§ HOW TO COMPLETE THIS TASK: Among the entries below, find each line with "match" and show it.

═══

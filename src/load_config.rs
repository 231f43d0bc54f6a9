//! Loads the static YAML settings file for the publish pipeline.
//!
//! The file carries no secrets; backend credentials come from the
//! environment (see `CloudflareDns::new_from_env`).

use std::fs;
use std::path::{Path, PathBuf};

use anyhow::Result;
use serde::Deserialize;
use tracing::{error, info};

/// Merged pipeline settings.
#[derive(Debug, Clone)]
pub struct AppConfig {
    /// Managed base hostname; sites under it get automatic DNS.
    pub base_host: String,
    /// CNAME target for managed subdomains.
    pub storage_endpoint_host: String,
    /// Directory with the renderer's body/head scripts.
    pub skeleton_dir: PathBuf,
    /// Renderer executable.
    pub renderer_bin: PathBuf,
}

#[derive(Deserialize)]
struct StaticConfig {
    publish: PublishSection,
    #[serde(default)]
    render: RenderSection,
}

#[derive(Deserialize)]
struct PublishSection {
    base_host: String,
    #[serde(default = "default_endpoint_host")]
    storage_endpoint_host: String,
}

#[derive(Deserialize, Default)]
struct RenderSection {
    skeleton_dir: Option<PathBuf>,
    renderer_bin: Option<PathBuf>,
}

fn default_endpoint_host() -> String {
    "s3-website-us-east-1.amazonaws.com".to_string()
}

/// Load and validate the settings file.
pub fn load_config<P: AsRef<Path>>(path: P) -> Result<AppConfig> {
    let path_ref = path.as_ref();
    info!(config_path = ?path_ref, "Loading configuration from file");

    let config_content = match fs::read_to_string(path_ref) {
        Ok(content) => content,
        Err(e) => {
            error!(error = ?e, config_path = ?path_ref, "Failed to read config file");
            return Err(anyhow::anyhow!(
                "Failed to read config file {:?}: {}",
                path_ref,
                e
            ));
        }
    };

    let static_conf: StaticConfig = match serde_yaml::from_str(&config_content) {
        Ok(conf) => conf,
        Err(e) => {
            error!(error = ?e, config_path = ?path_ref, "Failed to parse config YAML");
            return Err(anyhow::anyhow!("Failed to parse config YAML: {e}"));
        }
    };

    let config = AppConfig {
        base_host: static_conf.publish.base_host,
        storage_endpoint_host: static_conf.publish.storage_endpoint_host,
        skeleton_dir: static_conf
            .render
            .skeleton_dir
            .unwrap_or_else(|| PathBuf::from("skeleton")),
        renderer_bin: static_conf
            .render
            .renderer_bin
            .unwrap_or_else(|| PathBuf::from("node_modules/.bin/sitio")),
    };

    info!(
        base_host = %config.base_host,
        endpoint = %config.storage_endpoint_host,
        renderer = %config.renderer_bin.display(),
        "Config loaded successfully"
    );
    Ok(config)
}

═══

§ RESPONSE:
    let config_content = match fs::read_to_string(path_ref) {
    let static_conf: StaticConfig = match serde_yaml::from_str(&config_content) {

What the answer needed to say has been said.